Although encapsulating drugs in liposomes has been broadly shown to improve PK and biodistribution, as yet no marketed liposomal therapeutic agents have exhibited an overall survival benefit when directly compared with the conventional parent drug.
The lack of or limited gain in overall survival challenges the field to improve patient survival further with more effective nanomedicine-based therapies.
Up to now, nanomedicine research projects have been structured to adapt the physico-chemical parameters of a delivery system – loading, chemistry, size, charge, surface modification – to control its in vivo behaviour. Many experimental scientists, pharmacologists and nanotechnology engineers have held to the premise that solid tumors consist of uniform tissues.
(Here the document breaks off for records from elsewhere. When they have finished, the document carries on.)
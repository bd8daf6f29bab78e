//! Route resolution by owner and repository.

use tracing::info;

use super::types::{Route, RouteTable};

/// Find the route for `owner/repo`.
///
/// A repository route wins over the owner route. Names are matched exactly,
/// case-sensitive.
pub fn resolve<'a>(table: &'a RouteTable, owner: &str, repo: &str) -> Option<&'a Route> {
    let entry = table.owner(owner)?;

    if let Some(route) = entry.repos.get(repo) {
        info!(owner = %owner, repo = %repo, target_url = %route.target, "route_repo_match");
        return Some(route);
    }

    if let Some(route) = &entry.route {
        info!(owner = %owner, repo = %repo, target_url = %route.target, "route_owner_match");
        return Some(route);
    }

    None
}

#[cfg(test)]
mod tests {
    use super::*;

    fn table() -> RouteTable {
        let mut table = RouteTable::new();
        table.insert_owner("acme", Route::new("https://sink.example/acme"));
        table.insert_repo("acme", "widgets", Route::with_events("https://sink.example/a", ["release"]));
        table.insert_repo("solo", "only", Route::new("https://sink.example/solo"));
        table
    }

    #[test]
    fn test_repo_route_takes_precedence() {
        let table = table();

        let route = resolve(&table, "acme", "widgets").unwrap();

        assert_eq!(route.target, "https://sink.example/a");
        assert_eq!(route.events, Some(vec!["release".to_string()]));
    }

    #[test]
    fn test_owner_route_fallback() {
        let table = table();

        let route = resolve(&table, "acme", "gadgets").unwrap();

        assert_eq!(route, &Route::new("https://sink.example/acme"));
    }

    #[test]
    fn test_no_owner_route_and_no_repo_match() {
        let table = table();
        assert!(resolve(&table, "solo", "other").is_none());
    }

    #[test]
    fn test_unknown_owner() {
        let table = table();
        assert!(resolve(&table, "ghost", "town").is_none());
    }

    #[test]
    fn test_matching_is_case_sensitive() {
        let table = table();
        assert!(resolve(&table, "Acme", "widgets").is_none());
        assert_eq!(resolve(&table, "acme", "Widgets").unwrap().target, "https://sink.example/acme");
    }
}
In fact, human tumors are highly diverse and heterogeneous; they vary in pathological characteristics, size less than 1 mm to above 10 cm, metastatic or primary tumor…
Even experimental rodent tumors and implanted tumors, or those of orthotopic or autochthonous origin, exhibit these different characteristics.
The complex physiological and pathophysiological interactions between NPs and biological systems, which are unique to individual patients, have hampered the clinical translation of cancer nanomedicine
Therefore, the effects of heterogeneity of human tumors should be better understood. This conference will discuss some of these complexities to understand and consider for effective nanomedicine development.